Ce choix de la réglementation préalable explique pourquoi une certaine méfiance peut être retenue par les législateurs européens sur des sujets innovants comme la blockchain et les crypto-actifs. En témoigne cette citation de Stefan Berger – rapporteur du texte MiCA (Market in Crypto-Asset) pour le Parlement européen – à l’issue de l’accord obtenu entre les institutions européennes sur les crypto-actifs : « Aujourd’hui, nous mettons de l’ordre dans le Far West des crypto-actifs et établissons des règles claires pour un marché harmonisé. ». Cette désignation du marché des crypto-actifs comme un « Far West » réglementaire dénote bien de la vision circonspecte d’une majorité des pouvoirs publics à l’égard de ce type d’innovation et les exemples pourraient être multipliés par dizaines sur un grand nombre d’innovation (Régime Pilote pour les actifs tokenisés, règlement IA, Digital Service & Market Acts, Euro numérique, etc.).
De nombreux acteurs du secteur de la blockchain se sont ainsi alarmés en mars dernier lorsque le Parlement européen – par l’intermédiaire d’un amendement qui fut écarté par la suite – a envisagé de bannir les crypto-monnaies basées sur la preuve de travail (proof of work) autrement dit le minage comme le Bitcoin ou l’Ethereum.
Néanmoins, s’il est facile de constater la frilosité des Européens sur les sujets liés à la blockchain – et en particulier quand celle-ci entre en interaction avec le secteur financier – il faut souligner l’effort important porté par les pouvoirs publics européens pour structurer le secteur des crypto-actifs
L’approche britannique : la réglementation des crypto-actifs comme relai de l’innovation
A contrario de la tradition juridique continentale, les pays de Common Law (désigne l’ensemble des règles de droit non écrit, sanctionnées par la coutume et la jurisprudence constante des tribunaux, qui constituent la base du droit dans les pays anglophones) comme le Royaume-Uni n’assignent pas à la réglementation le même rôle que leurs voisins. Dans l’arbitrage entre innovation et protection du consommateur, les pouvoirs publics tranchent le plus souvent en faveur de la première option même si cela implique de porter une réglementation plus « lâche », à laisser aux tribunaux la liberté d’établir des précédents ou à faire sauter un certain nombre de verrous réglementaires pour soutenir le développement du secteur.

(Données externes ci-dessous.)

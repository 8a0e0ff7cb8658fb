//! Startup health gate
//!
//! Polls each downstream service until it reports healthy or the retry
//! budget runs out. Running out is only a warning: the orchestrator starts
//! anyway and individual runs fail on their own if a service is still down.

use std::time::Duration;
use tracing::{info, warn};

use super::client::StageClient;

/// A service to wait for
#[derive(Debug, Clone, PartialEq, Eq)]
pub struct ServiceProbe {
    pub name: String,
    pub health_url: String,
}

impl ServiceProbe {
    pub fn new(name: impl Into<String>, health_url: impl Into<String>) -> Self {
        Self {
            name: name.into(),
            health_url: health_url.into(),
        }
    }
}

/// Result of waiting for one service
#[derive(Debug, Clone, PartialEq, Eq)]
pub struct ServiceReadiness {
    pub name: String,
    pub healthy: bool,
    pub attempts: u32,
}

/// Wait for every service in order; never fails
pub async fn wait_for_services(
    client: &StageClient,
    services: &[ServiceProbe],
    max_retries: u32,
    delay: Duration,
) -> Vec<ServiceReadiness> {
    let mut report = Vec::with_capacity(services.len());

    for service in services {
        report.push(wait_for_service(client, service, max_retries, delay).await);
    }

    report
}

async fn wait_for_service(
    client: &StageClient,
    service: &ServiceProbe,
    max_retries: u32,
    delay: Duration,
) -> ServiceReadiness {
    let max_retries = max_retries.max(1);

    for attempt in 1..=max_retries {
        if client.is_healthy(&service.health_url).await {
            info!(service = %service.name, attempt, "Service is healthy");
            return ServiceReadiness {
                name: service.name.clone(),
                healthy: true,
                attempts: attempt,
            };
        }

        info!(
            "Waiting for {} (attempt {}/{})...",
            service.name, attempt, max_retries
        );
        if attempt < max_retries {
            tokio::time::sleep(delay).await;
        }
    }

    warn!(
        "{} did not become healthy after {} attempts",
        service.name, max_retries
    );
    ServiceReadiness {
        name: service.name.clone(),
        healthy: false,
        attempts: max_retries,
    }
}

#[cfg(test)]
mod tests {
    use super::*;
    use wiremock::matchers::{method, path};
    use wiremock::{Mock, MockServer, ResponseTemplate};

    fn client() -> StageClient {
        StageClient::new(Duration::from_secs(5)).unwrap()
    }

    #[tokio::test]
    async fn test_healthy_service_passes_first_attempt() {
        let server = MockServer::start().await;
        Mock::given(method("GET"))
            .and(path("/health"))
            .respond_with(ResponseTemplate::new(200))
            .expect(1)
            .mount(&server)
            .await;

        let services = [ServiceProbe::new("data-ingestion", format!("{}/health", server.uri()))];
        let report = wait_for_services(&client(), &services, 3, Duration::from_millis(10)).await;

        assert_eq!(
            report,
            vec![ServiceReadiness {
                name: "data-ingestion".to_string(),
                healthy: true,
                attempts: 1,
            }]
        );
    }

    #[tokio::test]
    async fn test_service_recovering_after_failures() {
        let server = MockServer::start().await;
        Mock::given(method("GET"))
            .and(path("/health"))
            .respond_with(ResponseTemplate::new(503))
            .up_to_n_times(2)
            .mount(&server)
            .await;
        Mock::given(method("GET"))
            .and(path("/health"))
            .respond_with(ResponseTemplate::new(200))
            .mount(&server)
            .await;

        let services = [ServiceProbe::new("data-export", format!("{}/health", server.uri()))];
        let report = wait_for_services(&client(), &services, 5, Duration::from_millis(10)).await;

        assert!(report[0].healthy);
        assert_eq!(report[0].attempts, 3);
    }

    #[tokio::test]
    async fn test_gives_up_without_failing() {
        let services = [
            ServiceProbe::new("data-ingestion", "http://127.0.0.1:1/health"),
            ServiceProbe::new("data-export", "http://127.0.0.1:1/health"),
        ];

        let report = wait_for_services(&client(), &services, 2, Duration::from_millis(10)).await;

        assert_eq!(report.len(), 2);
        assert!(report.iter().all(|r| !r.healthy && r.attempts == 2));
    }
}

Le gouvernement britannique indiquait ainsi, en avril dernier, sa volonté de faire du Royaume-Uni « un centre mondial de technologie des crypto-monnaies ». Moins frileux que l’Europe sur ces sujets, les responsables politiques anglais déclaraient vouloir tout faire pour que les entreprises spécialisées dans les crypto-actifs puissent investir, innover et se développer au Royaume-Uni. Le ministre des finances de l’époque – Rishi Sunak – confirmait alors que « notre plan vise à garantir que le secteur britannique des services financiers soit toujours à la pointe de la technologie et de l’innovation ».

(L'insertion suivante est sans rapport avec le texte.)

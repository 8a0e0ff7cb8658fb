//! Bulk loader
//!
//! Replaces the full contents of the Target Table:
//!
//! ```text
//! BEGIN -> PROVISION -> TRUNCATE -> NORMALIZE -> INSERT (chunked) -> COMMIT
//! ```
//!
//! PostgreSQL DDL and `TRUNCATE` are transactional, so a failure anywhere
//! before commit rolls the table back to its previous contents.
//!
//! Rows are bound positionally: cell `i` of a record always lands in column
//! `i` of the provisioned column list.

use sqlx::postgres::PgConnection;
use sqlx::{Connection, Postgres, QueryBuilder};
use tracing::{debug, info, warn};

use super::provisioner::ensure_table;
use crate::db::quote_ident;
use crate::error::{PipelineError, PipelineResult};

/// PostgreSQL accepts at most this many bind parameters per statement
pub const MAX_BIND_PARAMS: usize = 65_535;

/// Pad with empty cells or cut on the right so `row` has exactly `column_count` cells
pub fn normalize_row(row: &[String], column_count: usize) -> Vec<String> {
    let mut normalized: Vec<String> = row.iter().take(column_count).cloned().collect();
    normalized.resize(column_count, String::new());
    normalized
}

/// Rows per `INSERT` statement for a table of `column_count` columns
pub fn rows_per_statement(column_count: usize) -> usize {
    (MAX_BIND_PARAMS / column_count.max(1)).max(1)
}

fn insert_prefix(table: &str, columns: &[String]) -> String {
    let column_list = columns
        .iter()
        .map(|c| quote_ident(c))
        .collect::<Vec<_>>()
        .join(", ");

    format!("INSERT INTO {} ({}) ", quote_ident(table), column_list)
}

/// Provision, truncate and reload `table` in one transaction
///
/// Returns the number of rows inserted.
pub async fn replace_contents(
    conn: &mut PgConnection,
    table: &str,
    columns: &[String],
    records: &[Vec<String>],
) -> PipelineResult<usize> {
    let mut tx = conn.begin().await.map_err(PipelineError::data)?;

    match load_in_transaction(&mut tx, table, columns, records).await {
        Ok(rows) => {
            tx.commit().await.map_err(PipelineError::data)?;
            info!(table, rows, "Committed table reload");
            Ok(rows)
        },
        Err(e) => {
            if let Err(rollback_err) = tx.rollback().await {
                warn!(error = %rollback_err, "Rollback after failed load also failed");
            }
            Err(e)
        },
    }
}

async fn load_in_transaction(
    conn: &mut PgConnection,
    table: &str,
    columns: &[String],
    records: &[Vec<String>],
) -> PipelineResult<usize> {
    let columns = ensure_table(conn, table, columns).await?;

    sqlx::query(&format!("TRUNCATE TABLE {}", quote_ident(table)))
        .execute(&mut *conn)
        .await
        .map_err(PipelineError::data)?;
    info!(table, "Truncated table");

    let column_count = columns.len();
    let normalized: Vec<Vec<String>> = records
        .iter()
        .map(|row| normalize_row(row, column_count))
        .collect();

    let prefix = insert_prefix(table, &columns);
    let chunk_size = rows_per_statement(column_count);
    let total_chunks = normalized.len().div_ceil(chunk_size);

    for (chunk_idx, chunk) in normalized.chunks(chunk_size).enumerate() {
        debug!(
            "Inserting chunk {} / {} ({} rows)",
            chunk_idx + 1,
            total_chunks,
            chunk.len()
        );

        let mut query_builder: QueryBuilder<Postgres> = QueryBuilder::new(&prefix);
        query_builder.push_values(chunk, |mut b, row| {
            for cell in row {
                b.push_bind(cell.as_str());
            }
        });

        query_builder
            .build()
            .execute(&mut *conn)
            .await
            .map_err(PipelineError::data)?;
    }

    Ok(normalized.len())
}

La volonté britannique d’être à la pointe de l’innovation l’amène ainsi à professer une flexibilité réglementaire et à une concertation importante avec l’industrie. Les multiples applications de la technologie blockchain – dans le domaine des services financiers notamment – sont vues outre-Manche comme autant de potentiels relais de croissances et, moins qu’en Europe, comme une menace pour la sécurité des consommateurs.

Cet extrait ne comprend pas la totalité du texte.